The problem: From the workflow in bioconductor, it seems to read in .CEL files and then will give me back differentially expressed probes? Because I want gene-level, and not probe-level analysis, I can't read it in the .CEL files (As I have combined the probes in the .CEL file to genes). So I don't understand how to read in the gene expression data to limma in a "plain text" format the way I have here, where I have already processed it with RMA and converted to gene data myself.Similarly, I want to read in the phenotype for each sample as a plain text file to limma. Then tell limma "This is the gene expression data and samples, this is the phenotype data and samples, this is the categories of samples that I want to compare, is there are genes differentially expressed?"

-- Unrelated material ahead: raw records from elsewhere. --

//! Aggregate materialization
//!
//! Emits one float sample per series from per-series aggregate operators,
//! in request order. The carrier timestamp depends on the function: MIN and
//! MAX use the timestamp of the extreme value, SUM and CNT the timestamp of
//! the last point in the aggregated range.

use tracing::debug;

use crate::error::Result;
use crate::model::{Sample, SeriesId, StreamState};
use crate::query::operators::{Materializer, ReadBatch};
use crate::request::AggregateFn;
use crate::store::tree::{AggregateOperator, AggregateResult};
use crate::wire;

/// Materializes one aggregate sample per series
pub struct AggregateMaterializer {
    iters: Vec<Box<dyn AggregateOperator>>,
    ids: Vec<SeriesId>,
    func: AggregateFn,
    pos: usize,
}

impl AggregateMaterializer {
    /// Panics if `ids` and `iters` disagree in length
    pub fn new(
        ids: Vec<SeriesId>,
        iters: Vec<Box<dyn AggregateOperator>>,
        func: AggregateFn,
    ) -> Self {
        assert_eq!(ids.len(), iters.len(), "aggregate ids/iters length mismatch");
        Self {
            iters,
            ids,
            func,
            pos: 0,
        }
    }
}

impl Materializer for AggregateMaterializer {
    fn read(&mut self, dest: &mut [u8]) -> Result<ReadBatch> {
        let mut written = 0;
        while self.pos < self.iters.len() {
            if dest.len() - written < wire::HEADER_SIZE {
                return Ok(ReadBatch::new(written, StreamState::HasMore));
            }
            let mut ts = [0u64; 1];
            let mut out = [AggregateResult::default(); 1];
            let (n, state) = self.iters[self.pos].read(&mut ts, &mut out)?;
            let id = self.ids[self.pos];
            self.pos += 1;
            if n != 1 {
                // A series with no data in the range produces no output
                debug!(series_id = id, size = n, "unexpected aggregate result size, skipping series");
                if state == StreamState::Unavailable {
                    return Ok(ReadBatch::new(written, StreamState::Unavailable));
                }
                continue;
            }
            let result = out[0];
            let (timestamp, value) = match self.func {
                AggregateFn::Min => (result.min_ts, result.min),
                AggregateFn::Max => (result.max_ts, result.max),
                AggregateFn::Sum => (result.range_end_ts, result.sum),
                AggregateFn::Cnt => (result.range_end_ts, result.cnt as f64),
            };
            written += wire::encode(&Sample::float(id, timestamp, value), &mut dest[written..]);
            if state == StreamState::Unavailable {
                return Ok(ReadBatch::new(written, StreamState::Unavailable));
            }
        }
        Ok(ReadBatch::new(written, StreamState::Exhausted))
    }
}
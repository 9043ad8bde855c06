//! Pull-based materialization operators
//!
//! Every operator consumes per-series iterators from the storage layer and
//! produces encoded sample frames through one shared batch contract. Chain,
//! merge, and aggregate emit fixed-size float frames; join and event-chain
//! emit variable-length frames. The dispatcher re-splits frames on the
//! declared payload size before handing samples downstream.

mod aggregate;
mod chain;
mod join;
mod merge;

pub use aggregate::AggregateMaterializer;
pub use chain::{ChainMaterializer, EventChainMaterializer};
pub use join::{JoinOperator, MAX_JOIN_COLUMNS};
pub use merge::MergeMaterializer;

use crate::error::Result;
use crate::model::StreamState;

/// One batch produced by a materializer: bytes written into the caller's
/// buffer plus the stream state after the call.
#[derive(Debug, Clone, Copy, PartialEq, Eq)]
pub struct ReadBatch {
    pub written: usize,
    pub state: StreamState,
}

impl ReadBatch {
    pub fn new(written: usize, state: StreamState) -> Self {
        Self { written, state }
    }
}

/// Batch pull contract shared by all materializers.
///
/// A call runs to completion on the caller's thread and never blocks beyond
/// its upstream iterators. Returning `written == 0` with
/// [`StreamState::HasMore`] means the buffer was too small for the next
/// frame; the caller retries, typically with the same buffer after draining
/// it.
pub trait Materializer {
    fn read(&mut self, dest: &mut [u8]) -> Result<ReadBatch>;
}
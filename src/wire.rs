//! Wire layout of emitted samples
//!
//! Every sample leaves the engine as a little-endian frame with a fixed
//! 28-byte header followed by a variable trailer:
//!
//! ```text
//! series_id: u64 | timestamp: u64 | payload_type: u16 | payload_size: u16 | body: u64
//! ```
//!
//! `payload_size` counts the whole frame including the header, so
//! variable-length frames (tuple, event) can be concatenated in one buffer
//! and re-split by the consumer. FLOAT frames carry the value bits in the
//! header body and no trailer. TUPLE frames carry the presence bitmap in the
//! header body and one packed 8-byte value per set bit in the trailer, in
//! column declaration order. EVENT frames carry zero in the header body and
//! the blob in the trailer.

use bytes::{Buf, BufMut, Bytes};

use crate::error::{Error, Result};
use crate::model::{Payload, Sample};

/// Fixed frame header size in bytes
pub const HEADER_SIZE: usize = 28;

/// Payload type tag: one 64-bit float
pub const PAYLOAD_FLOAT: u16 = 0;
/// Payload type tag: presence bitmap plus packed values
pub const PAYLOAD_TUPLE: u16 = 1;
/// Payload type tag: opaque event bytes
pub const PAYLOAD_EVENT: u16 = 2;

/// Encoded size of a sample frame.
///
/// Tuple frames are sized by the bitmap's popcount, not by the number of
/// declared columns: absent columns occupy no space.
pub fn frame_size(payload: &Payload) -> usize {
    match payload {
        Payload::Float(_) => HEADER_SIZE,
        Payload::Tuple { bitmap, .. } => HEADER_SIZE + 8 * bitmap.count_ones() as usize,
        Payload::Event(blob) => HEADER_SIZE + blob.len(),
    }
}

/// Encode one sample at the front of `dest`, returning the frame size.
///
/// The caller must have checked capacity with [`frame_size`]; frames are
/// bounded by `u16::MAX` bytes by construction (at most 64 tuple columns,
/// event blobs validated upstream).
pub fn encode(sample: &Sample, mut dest: &mut [u8]) -> usize {
    let size = frame_size(&sample.payload);
    debug_assert!(dest.len() >= size, "frame does not fit output buffer");
    dest.put_u64_le(sample.series_id);
    dest.put_u64_le(sample.timestamp);
    match &sample.payload {
        Payload::Float(value) => {
            dest.put_u16_le(PAYLOAD_FLOAT);
            dest.put_u16_le(size as u16);
            dest.put_f64_le(*value);
        }
        Payload::Tuple { bitmap, values } => {
            debug_assert_eq!(bitmap.count_ones() as usize, values.len());
            dest.put_u16_le(PAYLOAD_TUPLE);
            dest.put_u16_le(size as u16);
            dest.put_u64_le(*bitmap);
            for value in values {
                dest.put_f64_le(*value);
            }
        }
        Payload::Event(blob) => {
            dest.put_u16_le(PAYLOAD_EVENT);
            dest.put_u16_le(size as u16);
            dest.put_u64_le(0);
            dest.put_slice(blob);
        }
    }
    size
}

/// Decode one frame from the front of `buf`, returning the sample and the
/// number of bytes consumed.
pub fn decode(mut buf: &[u8]) -> Result<(Sample, usize)> {
    if buf.len() < HEADER_SIZE {
        return Err(Error::MalformedFrame(format!(
            "truncated header: {} bytes",
            buf.len()
        )));
    }
    let series_id = buf.get_u64_le();
    let timestamp = buf.get_u64_le();
    let payload_type = buf.get_u16_le();
    let payload_size = buf.get_u16_le() as usize;
    if payload_size < HEADER_SIZE {
        return Err(Error::MalformedFrame(format!(
            "declared size {payload_size} below header size"
        )));
    }
    let trailer_len = payload_size - HEADER_SIZE;
    let body = buf.get_u64_le();
    if buf.len() < trailer_len {
        return Err(Error::MalformedFrame(format!(
            "truncated trailer: need {trailer_len}, have {}",
            buf.len()
        )));
    }
    let payload = match payload_type {
        PAYLOAD_FLOAT => {
            if trailer_len != 0 {
                return Err(Error::MalformedFrame(
                    "float frame with trailer".to_string(),
                ));
            }
            Payload::Float(f64::from_bits(body))
        }
        PAYLOAD_TUPLE => {
            let bitmap = body;
            let expected = 8 * bitmap.count_ones() as usize;
            if trailer_len != expected {
                return Err(Error::MalformedFrame(format!(
                    "tuple trailer {trailer_len} does not match bitmap popcount"
                )));
            }
            let mut values = Vec::with_capacity(bitmap.count_ones() as usize);
            for _ in 0..bitmap.count_ones() {
                values.push(buf.get_f64_le());
            }
            Payload::Tuple { bitmap, values }
        }
        PAYLOAD_EVENT => Payload::Event(Bytes::copy_from_slice(&buf[..trailer_len])),
        other => {
            return Err(Error::MalformedFrame(format!(
                "unknown payload type {other}"
            )));
        }
    };
    Ok((
        Sample {
            series_id,
            timestamp,
            payload,
        },
        payload_size,
    ))
}

/// Iterator over the frames packed into one output batch.
///
/// Splits on each frame's declared `payload_size`, never on a fixed stride.
pub struct FrameIter<'a> {
    buf: &'a [u8],
}

impl<'a> FrameIter<'a> {
    pub fn new(buf: &'a [u8]) -> Self {
        Self { buf }
    }
}

impl Iterator for FrameIter<'_> {
    type Item = Result<Sample>;

    fn next(&mut self) -> Option<Self::Item> {
        if self.buf.is_empty() {
            return None;
        }
        match decode(self.buf) {
            Ok((sample, consumed)) => {
                self.buf = &self.buf[consumed..];
                Some(Ok(sample))
            }
            Err(err) => {
                // Poison the iterator: a bad frame makes the rest of the
                // buffer unreadable.
                self.buf = &[];
                Some(Err(err))
            }
        }
    }
}

#[cfg(test)]
mod tests {
    use super::*;

    #[test]
    fn test_float_frame_round_trip() {
        let sample = Sample::float(42, 1000, 3.25);
        let mut buf = [0u8; 64];
        let written = encode(&sample, &mut buf);
        assert_eq!(written, HEADER_SIZE);

        let (decoded, consumed) = decode(&buf[..written]).unwrap();
        assert_eq!(consumed, HEADER_SIZE);
        assert_eq!(decoded, sample);
    }

    #[test]
    fn test_tuple_frame_sized_by_popcount() {
        let sample = Sample {
            series_id: 7,
            timestamp: 55,
            payload: Payload::Tuple {
                bitmap: 0b101,
                values: vec![1.0, 3.0],
            },
        };
        assert_eq!(frame_size(&sample.payload), HEADER_SIZE + 16);

        let mut buf = [0u8; 64];
        let written = encode(&sample, &mut buf);
        let (decoded, _) = decode(&buf[..written]).unwrap();
        assert_eq!(decoded, sample);
    }

    #[test]
    fn test_event_frame_round_trip() {
        let sample = Sample {
            series_id: 9,
            timestamp: 77,
            payload: Payload::Event(Bytes::from_static(b"power-cycle")),
        };
        let mut buf = [0u8; 64];
        let written = encode(&sample, &mut buf);
        assert_eq!(written, HEADER_SIZE + 11);

        let (decoded, _) = decode(&buf[..written]).unwrap();
        assert_eq!(decoded, sample);
    }

    #[test]
    fn test_truncated_frame_rejected() {
        let sample = Sample::float(1, 2, 3.0);
        let mut buf = [0u8; 64];
        let written = encode(&sample, &mut buf);
        assert!(decode(&buf[..written - 1]).is_err());
        assert!(decode(&buf[..10]).is_err());
    }

    #[test]
    fn test_frame_iter_resplits_mixed_batch() {
        let samples = vec![
            Sample::float(1, 10, 0.5),
            Sample {
                series_id: 2,
                timestamp: 11,
                payload: Payload::Tuple {
                    bitmap: 0b11,
                    values: vec![1.0, 2.0],
                },
            },
            Sample {
                series_id: 3,
                timestamp: 12,
                payload: Payload::Event(Bytes::from_static(b"x")),
            },
        ];
        let mut buf = vec![0u8; 256];
        let mut at = 0;
        for s in &samples {
            at += encode(s, &mut buf[at..]);
        }

        let decoded: Vec<Sample> = FrameIter::new(&buf[..at])
            .collect::<Result<Vec<_>>>()
            .unwrap();
        assert_eq!(decoded, samples);
    }
}
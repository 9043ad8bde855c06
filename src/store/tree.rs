//! Storage-layer contracts
//!
//! The engine treats per-series trees as opaque: it only relies on the
//! traits below. A tree delivers points strictly ordered by timestamp in the
//! direction implied by the range endpoints, timestamps are unique within a
//! series, and an aggregate operator yields at most one result covering the
//! requested range.

use bytes::Bytes;
use std::sync::Arc;

use crate::error::Result;
use crate::model::{Direction, LogicalAddr, SeriesId, StreamState, Timestamp};

/// Outcome of appending one point to a tree
#[derive(Debug, Clone, Copy, PartialEq, Eq)]
pub enum AppendOutcome {
    /// Point accepted
    Ok,
    /// Point accepted and the tree flushed a node; the caller should capture
    /// the tree's current roots as rescue points
    OkFlushNeeded,
    /// Point rejected: bad value or out-of-order timestamp
    FailBadValue,
    /// Point rejected: the series id is unknown
    FailBadId,
}

/// Whether a set of rescue points describes a cleanly closed tree
#[derive(Debug, Clone, Copy, PartialEq, Eq)]
pub enum RepairStatus {
    Ok,
    Repair,
}

/// One aggregate over a time range
#[derive(Debug, Clone, Copy, Default, PartialEq)]
pub struct AggregateResult {
    pub cnt: u64,
    pub sum: f64,
    pub min: f64,
    pub max: f64,
    /// Timestamp carrying the minimum value
    pub min_ts: Timestamp,
    /// Timestamp carrying the maximum value
    pub max_ts: Timestamp,
    /// End of the aggregated range; carrier timestamp for SUM and CNT
    pub range_end_ts: Timestamp,
}

/// Ordered stream of `(timestamp, value)` pairs over one series.
///
/// `read` fills both output slices in lockstep and returns the count written
/// together with the stream state after the call.
pub trait ScanOperator: Send {
    fn read(
        &mut self,
        ts_out: &mut [Timestamp],
        val_out: &mut [f64],
    ) -> Result<(usize, StreamState)>;

    fn direction(&self) -> Direction;
}

/// Aggregate stream over one series; yields at most one result per query
pub trait AggregateOperator: Send {
    fn read(
        &mut self,
        ts_out: &mut [Timestamp],
        out: &mut [AggregateResult],
    ) -> Result<(usize, StreamState)>;
}

/// Ordered stream of `(timestamp, blob)` events over one series
pub trait BinaryDataOperator: Send {
    fn read(
        &mut self,
        ts_out: &mut [Timestamp],
        out: &mut [Bytes],
    ) -> Result<(usize, StreamState)>;

    fn direction(&self) -> Direction;
}

/// Handle to one per-series tree of immutable extents.
///
/// Handles are shared (`Arc`) between the registry and write-session caches;
/// implementations synchronize internally.
pub trait SeriesTree: Send + Sync {
    /// Append one point. `OkFlushNeeded` asks the caller to persist the
    /// current roots as rescue points.
    fn append(&self, ts: Timestamp, value: f64) -> AppendOutcome;

    /// Current root addresses
    fn roots(&self) -> Vec<LogicalAddr>;

    /// Close the tree and return its final rescue points
    fn close(&self) -> Vec<LogicalAddr>;

    /// Finish initialization. Invoked once, outside the registry lock, after
    /// the handle is registered.
    fn force_init(&self);

    /// Bytes buffered in memory but not yet flushed to the block store
    fn uncommitted_size(&self) -> usize;

    /// Ordered scan over the range; direction from the endpoint order
    fn scan(&self, begin: Timestamp, end: Timestamp) -> Box<dyn ScanOperator>;

    /// Aggregate over the range
    fn aggregate(&self, begin: Timestamp, end: Timestamp) -> Box<dyn AggregateOperator>;
}

/// Factory for per-series trees on a shared block store
pub trait BlockStore: Send + Sync {
    /// Open (or restore, when rescue points are non-empty) one tree
    fn open_tree(
        &self,
        id: SeriesId,
        rescue_points: &[LogicalAddr],
    ) -> Result<Arc<dyn SeriesTree>>;

    /// Inspect rescue points for crash damage
    fn repair_status(&self, rescue_points: &[LogicalAddr]) -> RepairStatus;
}
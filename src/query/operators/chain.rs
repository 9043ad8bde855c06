//! Series-major concatenation of per-series streams
//!
//! The chain draws each iterator to exhaustion before moving to the next, so
//! the output is ordered by series first, in request order, then by time
//! within each series. [`ChainMaterializer`] handles float scans,
//! [`EventChainMaterializer`] variable-length event streams.

use bytes::Bytes;

use crate::error::Result;
use crate::model::{Payload, Sample, SeriesId, StreamState, Timestamp};
use crate::query::operators::{Materializer, ReadBatch};
use crate::store::tree::{BinaryDataOperator, ScanOperator};
use crate::wire;

/// Concatenates per-series float scans end-to-end
pub struct ChainMaterializer {
    iters: Vec<Box<dyn ScanOperator>>,
    ids: Vec<SeriesId>,
    pos: usize,
}

impl ChainMaterializer {
    /// Panics if `ids` and `iters` disagree in length; the dispatcher builds
    /// them in lockstep.
    pub fn new(ids: Vec<SeriesId>, iters: Vec<Box<dyn ScanOperator>>) -> Self {
        assert_eq!(ids.len(), iters.len(), "chain ids/iters length mismatch");
        Self {
            iters,
            ids,
            pos: 0,
        }
    }
}

impl Materializer for ChainMaterializer {
    fn read(&mut self, dest: &mut [u8]) -> Result<ReadBatch> {
        let capacity = dest.len() / wire::HEADER_SIZE;
        let mut ts_buf = vec![0u64; capacity];
        let mut val_buf = vec![0f64; capacity];
        let mut written = 0;
        let mut produced = 0;
        while self.pos < self.iters.len() {
            let remaining = capacity - produced;
            if remaining == 0 {
                return Ok(ReadBatch::new(written, StreamState::HasMore));
            }
            let (n, state) = self.iters[self.pos]
                .read(&mut ts_buf[..remaining], &mut val_buf[..remaining])?;
            let id = self.ids[self.pos];
            for i in 0..n {
                let sample = Sample::float(id, ts_buf[i], val_buf[i]);
                written += wire::encode(&sample, &mut dest[written..]);
            }
            produced += n;
            match state {
                StreamState::HasMore => {}
                StreamState::Exhausted => self.pos += 1,
                StreamState::Unavailable => {
                    return Ok(ReadBatch::new(written, StreamState::Unavailable));
                }
            }
        }
        Ok(ReadBatch::new(written, StreamState::Exhausted))
    }
}

/// Concatenates per-series event streams end-to-end.
///
/// Events are variable-length; when the next event does not fit the output
/// buffer it is held across calls and delivered first on the next read.
pub struct EventChainMaterializer {
    iters: Vec<Box<dyn BinaryDataOperator>>,
    ids: Vec<SeriesId>,
    pos: usize,
    pending: Option<(Timestamp, Bytes)>,
}

impl EventChainMaterializer {
    pub fn new(ids: Vec<SeriesId>, iters: Vec<Box<dyn BinaryDataOperator>>) -> Self {
        assert_eq!(ids.len(), iters.len(), "chain ids/iters length mismatch");
        Self {
            iters,
            ids,
            pos: 0,
            pending: None,
        }
    }
}

impl Materializer for EventChainMaterializer {
    fn read(&mut self, dest: &mut [u8]) -> Result<ReadBatch> {
        let mut written = 0;
        while self.pos < self.iters.len() {
            if self.pending.is_none() {
                let mut ts = [0u64; 1];
                let mut blob = [Bytes::new()];
                let (n, state) = self.iters[self.pos].read(&mut ts, &mut blob)?;
                if n == 0 {
                    match state {
                        StreamState::Unavailable => {
                            return Ok(ReadBatch::new(written, StreamState::Unavailable));
                        }
                        _ => {
                            self.pos += 1;
                            continue;
                        }
                    }
                }
                self.pending = Some((ts[0], std::mem::take(&mut blob[0])));
            }
            let (ts, blob) = self.pending.as_ref().expect("pending event");
            if dest.len() - written < wire::HEADER_SIZE + blob.len() {
                // Does not fit; resume here on the next call
                return Ok(ReadBatch::new(written, StreamState::HasMore));
            }
            let (ts, blob) = (*ts, blob.clone());
            self.pending = None;
            let sample = Sample {
                series_id: self.ids[self.pos],
                timestamp: ts,
                payload: Payload::Event(blob),
            };
            written += wire::encode(&sample, &mut dest[written..]);
        }
        Ok(ReadBatch::new(written, StreamState::Exhausted))
    }
}
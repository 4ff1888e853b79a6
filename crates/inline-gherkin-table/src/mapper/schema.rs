//! Statically registered field setters for record types.

use std::fmt;

use super::coerce::{Coerce, CoercionError};
use crate::errors::MappingError;

type Assign<T> = Box<dyn Fn(&mut T, &str) -> Result<(), CoercionError> + Send + Sync>;

struct Field<T> {
    name: &'static str,
    key: String,
    expected: &'static str,
    assign: Assign<T>,
}

/// The settable fields of a record type.
///
/// Headers are matched against field names after removing whitespace and
/// underscores and ignoring ASCII case, so `Some Int`, `someInt` and
/// `some_int` all select the same field. A leading `set` on the header is
/// also accepted.
///
/// # Examples
///
/// ```
/// use inline_gherkin_table::Schema;
///
/// #[derive(Default)]
/// struct Point {
///     x: i32,
/// }
///
/// let schema = Schema::<Point>::new().field("x", |p: &mut Point, v: i32| p.x = v);
/// let mut point = Point::default();
/// schema.assign(&mut point, "X", "7").unwrap();
/// assert_eq!(point.x, 7);
/// ```
pub struct Schema<T> {
    target: &'static str,
    fields: Vec<Field<T>>,
}

/// A record type that can be populated from a table row.
pub trait Record: Sized {
    /// Returns the fields a row may set.
    fn schema() -> Schema<Self>;
}

impl<T> Schema<T> {
    /// Creates an empty schema named after `T`.
    #[must_use]
    pub fn new() -> Self {
        Self::named(short_type_name::<T>())
    }

    /// Creates an empty schema with an explicit target name for errors.
    #[must_use]
    pub fn named(target: &'static str) -> Self {
        Self {
            target,
            fields: Vec::new(),
        }
    }

    /// Registers a field. The first registration wins when two names
    /// normalize to the same key.
    #[must_use]
    pub fn field<V>(mut self, name: &'static str, set: fn(&mut T, V)) -> Self
    where
        T: 'static,
        V: Coerce + 'static,
    {
        self.fields.push(Field {
            name,
            key: normalize(name),
            expected: V::TYPE_NAME,
            assign: Box::new(move |target, raw| {
                set(target, V::coerce(raw)?);
                Ok(())
            }),
        });
        self
    }

    /// Returns the type name used in mapping errors.
    #[must_use]
    pub fn target(&self) -> &'static str {
        self.target
    }

    /// Iterates over registered field names in registration order.
    pub fn field_names(&self) -> impl Iterator<Item = &'static str> + '_ {
        self.fields.iter().map(|field| field.name)
    }

    fn lookup(&self, header: &str) -> Option<&Field<T>> {
        let key = normalize(header);
        let unprefixed = key.strip_prefix("set");
        self.fields
            .iter()
            .find(|field| field.key == key)
            .or_else(|| {
                unprefixed.and_then(|rest| self.fields.iter().find(|field| field.key == rest))
            })
    }

    /// Coerces `value` and stores it in the field selected by `header`.
    ///
    /// # Errors
    ///
    /// Returns [`MappingError::UnmappedHeader`] when no field matches and
    /// [`MappingError::Coercion`] when the value does not convert.
    pub fn assign(&self, target: &mut T, header: &str, value: &str) -> Result<(), MappingError> {
        let field = self
            .lookup(header)
            .ok_or_else(|| MappingError::UnmappedHeader {
                header: header.to_owned(),
                target: self.target.to_owned(),
            })?;
        (field.assign)(target, value).map_err(|err| MappingError::Coercion {
            header: header.to_owned(),
            target: self.target.to_owned(),
            value: value.to_owned(),
            expected: field.expected,
            reason: err.reason().to_owned(),
        })
    }
}

impl<T> Default for Schema<T> {
    fn default() -> Self {
        Self::new()
    }
}

impl<T> fmt::Debug for Schema<T> {
    fn fmt(&self, f: &mut fmt::Formatter<'_>) -> fmt::Result {
        f.debug_struct("Schema")
            .field("target", &self.target)
            .field("fields", &self.field_names().collect::<Vec<_>>())
            .finish()
    }
}

fn normalize(name: &str) -> String {
    name.chars()
        .filter(|c| !c.is_whitespace() && *c != '_')
        .map(|c| c.to_ascii_lowercase())
        .collect()
}

fn short_type_name<T>() -> &'static str {
    let full = std::any::type_name::<T>();
    let base = full.split('<').next().unwrap_or(full);
    base.rsplit("::").next().unwrap_or(base)
}
//! Step-by-step driver for a single scenario.

use inline_gherkin_table::{Table, TableMapper};

use super::{ScenarioContext, StepOptions, StepOutcome, StepRunner};
use crate::error::{ActionResult, StepFailure};
use crate::keyword::StepType;

/// A running scenario, handed to the body of [`StepRunner::scenario`].
///
/// Every method returns `Result`, so a body can use `?` after each step. In
/// fail-fast mode the first failure ends the body; in accumulate mode steps
/// return [`StepOutcome::Failed`] and the body keeps going.
///
/// # Examples
///
/// ```
/// use inline_gherkin::{
///     Record, RunnerConfig, Schema, StepRunner, StoryId, TableMapper,
/// };
///
/// #[derive(Default)]
/// struct Item {
///     name: String,
///     price: u8,
/// }
///
/// impl Record for Item {
///     fn schema() -> Schema<Self> {
///         Schema::new()
///             .field("name", |item: &mut Self, value: String| item.name = value)
///             .field("price", |item: &mut Self, value: u8| item.price = value)
///     }
/// }
///
/// # fn main() -> Result<(), Box<dyn std::error::Error>> {
/// let dir = tempfile::tempdir()?;
/// let runner = StepRunner::new(
///     RunnerConfig::default()
///         .with_base_dir(dir.path().to_string_lossy().into_owned())
///         .with_listeners(Vec::new()),
/// )?;
/// let mut story = runner.start_story(StoryId::new("Basket", "shop/Basket"), None);
/// runner.scenario(&mut story, "pricing a basket", |s| {
///     let mut total = 0_u32;
///     s.given_table(
///         "a basket: |name|price||tea|3||milk|2|",
///         &TableMapper::<Item>::new(),
///         |items| {
///             total = items.iter().map(|item| u32::from(item.price)).sum();
///             Ok(())
///         },
///     )?;
///     s.then("the total is 5", || {
///         assert_eq!(total, 5);
///         Ok(())
///     })?;
///     Ok(())
/// })?;
/// runner.end_story(story)?;
/// # Ok(())
/// # }
/// ```
#[derive(Debug)]
pub struct Scenario<'r> {
    runner: &'r StepRunner,
    context: ScenarioContext,
}

macro_rules! keyword_steps {
    ($step_type:ident, $plain:ident, $with:ident, $table:ident, $table_with:ident) => {
        #[doc = concat!("Runs a `", stringify!($step_type), "` step.")]
        ///
        /// # Errors
        ///
        /// See [`StepRunner::execute_step`].
        pub fn $plain(
            &mut self,
            description: &str,
            action: impl FnMut() -> ActionResult,
        ) -> Result<StepOutcome, StepFailure> {
            self.$with(description, &StepOptions::default(), action)
        }

        #[doc = concat!("Runs a `", stringify!($step_type), "` step with options.")]
        ///
        /// # Errors
        ///
        /// See [`StepRunner::execute_step`].
        pub fn $with(
            &mut self,
            description: &str,
            options: &StepOptions,
            action: impl FnMut() -> ActionResult,
        ) -> Result<StepOutcome, StepFailure> {
            self.step(StepType::$step_type, description, options, action)
        }

        #[doc = concat!("Runs a `", stringify!($step_type), "` step over its inline table.")]
        ///
        /// # Errors
        ///
        /// See [`StepRunner::execute_table_step`].
        pub fn $table<T>(
            &mut self,
            description: &str,
            mapper: &TableMapper<T>,
            action: impl FnMut(&Table<T>) -> ActionResult,
        ) -> Result<StepOutcome, StepFailure> {
            self.$table_with(description, mapper, &StepOptions::default(), action)
        }

        #[doc = concat!(
            "Runs a `",
            stringify!($step_type),
            "` step over its inline table with options."
        )]
        ///
        /// # Errors
        ///
        /// See [`StepRunner::execute_table_step`].
        pub fn $table_with<T>(
            &mut self,
            description: &str,
            mapper: &TableMapper<T>,
            options: &StepOptions,
            action: impl FnMut(&Table<T>) -> ActionResult,
        ) -> Result<StepOutcome, StepFailure> {
            self.table_step(StepType::$step_type, description, mapper, options, action)
        }
    };
}

impl<'r> Scenario<'r> {
    pub(crate) fn new(runner: &'r StepRunner, context: ScenarioContext) -> Self {
        Self { runner, context }
    }

    pub(crate) fn into_context(self) -> ScenarioContext {
        self.context
    }

    /// The scenario's execution state.
    #[must_use]
    pub fn context(&self) -> &ScenarioContext {
        &self.context
    }

    /// Runs a step of any type.
    ///
    /// # Errors
    ///
    /// See [`StepRunner::execute_step`].
    pub fn step(
        &mut self,
        step_type: StepType,
        description: &str,
        options: &StepOptions,
        action: impl FnMut() -> ActionResult,
    ) -> Result<StepOutcome, StepFailure> {
        self.runner
            .execute_step(&mut self.context, step_type, description, options, action)
    }

    /// Runs a table step of any type.
    ///
    /// # Errors
    ///
    /// See [`StepRunner::execute_table_step`].
    pub fn table_step<T>(
        &mut self,
        step_type: StepType,
        description: &str,
        mapper: &TableMapper<T>,
        options: &StepOptions,
        action: impl FnMut(&Table<T>) -> ActionResult,
    ) -> Result<StepOutcome, StepFailure> {
        self.runner.execute_table_step(
            &mut self.context,
            step_type,
            description,
            mapper,
            options,
            action,
        )
    }

    keyword_steps!(Given, given, given_with, given_table, given_table_with);
    keyword_steps!(When, when, when_with, when_table, when_table_with);
    keyword_steps!(Then, then, then_with, then_table, then_table_with);
}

Would someone know of sample code they could show me, where I could read in my own gene expression data from a text file and not a .CEL file, and phenotypic data from a text file, and then perform a differential expression analysis (obviously don't worry about the parameters of the differential expression analysis e.g. what model to use, if I could just get the skeleton of the code I should use to perform a differential expression analysis using this type of data, I'll be able to understand and see what direction I need to read more in etc myself).
I have found loads of general limma tutorials, but just not specifically how I would do this, or if this is possible.